In 2018, there have been over 600 data breaches in the United States. Each time, millions of records are exposed, jeopardizing the private information of unsuspecting individuals across the country. CivicScience asked over 1,200 U.S. adults about their opinion on data security and the future of data breaches in the United States. As the data reveals, over half of respondents feel that their information online is somewhat safe. However, the second largest group–41% of U.S. adults–feel their information is not safe at all.
Given the general lack of trust, it seems fitting that 73% of U.S. adults are not at all surprised when breaches happen. This sentiment overwhelmingly outweighs the minority of individuals who are somewhat or very surprised to hear of a breach, supporting the notion in the graph above, that personal information online may not be very well protected to begin with.
For what it’s worth, the pessimism–however justified it might be–does not stop there. On the whole, U.S. adults are largely in consensus that data breaches are just part of our society now. With 26% of respondents strongly agreeing and 33% somewhat agreeing, that means over half of U.S. adults have come to accept the idea that private information becoming public is now woven into the fabric of our 21st-century existence.

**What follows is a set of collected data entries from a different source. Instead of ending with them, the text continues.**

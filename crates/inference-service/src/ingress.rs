//! Ingress reconciliation
//!
//! Runs after every component succeeded. The shipped implementation
//! publishes the external URL and entry address and folds the component
//! conditions into the top-level `Ready` condition. Routing objects
//! (gateways, virtual services) are owned by whichever `IngressReconciler`
//! a deployment plugs in instead.

use async_trait::async_trait;
use kube::ResourceExt;
use tracing::debug;

use inference_common::crd::{
    condition_types, ComponentKind, Condition, ConditionStatus, InferenceService,
    InferenceServiceStatus,
};
use inference_common::Error;

use crate::config::IngressConfig;

/// Converges externally-reachable routing for an InferenceService.
#[async_trait]
pub trait IngressReconciler: Send + Sync {
    /// Converge routing and update `isvc.status` for the fields it owns.
    async fn reconcile(&self, isvc: &mut InferenceService) -> Result<(), Error>;
}

/// Ingress reconciler that derives URL, address and `Ready` from status
pub struct StatusIngressReconciler {
    config: IngressConfig,
}

impl StatusIngressReconciler {
    /// Create a reconciler with the given URL settings
    pub fn new(config: IngressConfig) -> Self {
        Self { config }
    }
}

#[async_trait]
impl IngressReconciler for StatusIngressReconciler {
    async fn reconcile(&self, isvc: &mut InferenceService) -> Result<(), Error> {
        let name = isvc.name_any();
        let namespace = isvc
            .namespace()
            .ok_or_else(|| Error::validation_for(&name, "InferenceService must be namespaced"))?;
        if self.config.domain.trim().is_empty() {
            return Err(Error::validation_for(&name, "ingress domain must not be empty"));
        }

        let requested = isvc.spec.requested_components();
        let generation = isvc.metadata.generation;
        let status = isvc.status.get_or_insert_with(Default::default);

        prune_unrequested(status, &requested);

        // Traffic enters through the transformer when there is one.
        let entry = if requested.contains(&ComponentKind::Transformer) {
            ComponentKind::Transformer
        } else {
            ComponentKind::Predictor
        };
        status.address = status.component_address(entry).map(str::to_string);
        status.url = Some(self.config.url_for(&name, &namespace));

        let ingress_condition = match &status.address {
            Some(_) => Condition::new(
                condition_types::INGRESS_READY,
                ConditionStatus::True,
                "RouteReady",
                format!("Traffic routed to the {}", entry),
            ),
            None => Condition::new(
                condition_types::INGRESS_READY,
                ConditionStatus::False,
                "EndpointNotPublished",
                format!("Waiting for the {} to publish its endpoint", entry),
            ),
        };
        status.set_condition(ingress_condition);

        let ready = aggregate_ready(status, &requested);
        debug!(service = %name, ready = %ready.status, reason = %ready.reason, "aggregated readiness");
        status.set_condition(ready);
        status.observed_generation = generation;

        Ok(())
    }
}

/// Drop component state and conditions for components no longer in the spec
fn prune_unrequested(status: &mut InferenceServiceStatus, requested: &[ComponentKind]) {
    status.components.retain(|kind, _| requested.contains(kind));
    let stale: Vec<&'static str> = ComponentKind::ALL
        .into_iter()
        .filter(|kind| !requested.contains(kind))
        .map(|kind| kind.ready_condition())
        .collect();
    status
        .conditions
        .retain(|c| !stale.contains(&c.type_.as_str()));
}

/// Fold the requested components' conditions and `IngressReady` into `Ready`.
///
/// False wins over Unknown; the first not-ready condition names the reason.
fn aggregate_ready(status: &InferenceServiceStatus, requested: &[ComponentKind]) -> Condition {
    let inputs = requested
        .iter()
        .map(|kind| kind.ready_condition())
        .chain(std::iter::once(condition_types::INGRESS_READY));

    let mut first_false: Option<(&str, String)> = None;
    let mut first_unknown: Option<(&str, String)> = None;

    for type_ in inputs {
        let (value, message) = match status.get_condition(type_) {
            Some(c) => (c.status, c.message.clone()),
            None => (ConditionStatus::Unknown, format!("{} not reported", type_)),
        };
        match value {
            ConditionStatus::True => {}
            ConditionStatus::False if first_false.is_none() => {
                first_false = Some((type_, message));
            }
            ConditionStatus::Unknown if first_unknown.is_none() => {
                first_unknown = Some((type_, message));
            }
            _ => {}
        }
    }

    match (first_false, first_unknown) {
        (Some((type_, message)), _) => Condition::new(
            condition_types::READY,
            ConditionStatus::False,
            format!("{}False", type_),
            message,
        ),
        (None, Some((type_, message))) => Condition::new(
            condition_types::READY,
            ConditionStatus::Unknown,
            format!("{}Unknown", type_),
            message,
        ),
        (None, None) => Condition::new(
            condition_types::READY,
            ConditionStatus::True,
            "AllComponentsReady",
            "InferenceService is serving",
        ),
    }
}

The future outlook is equally as bleak, with 77% of U.S. adults believing that breaches will only become more frequent, five years from now. It’s a sobering statistic in the digital age and one that speaks to a growing sense of unwilling acceptance regarding the amount of power that big corporations have over individuals.
In the wake of this year’s data breaches, these statistics offer poignant insight into national morale in the digital space. Given the amount of information stored and shared online, the lack of trust in digital security, combined with the lack of hope for improvement in the future does pose a difficult question: how will we navigate an online world where everything private has the potential to become public, without our consent? Food for thought for the new year.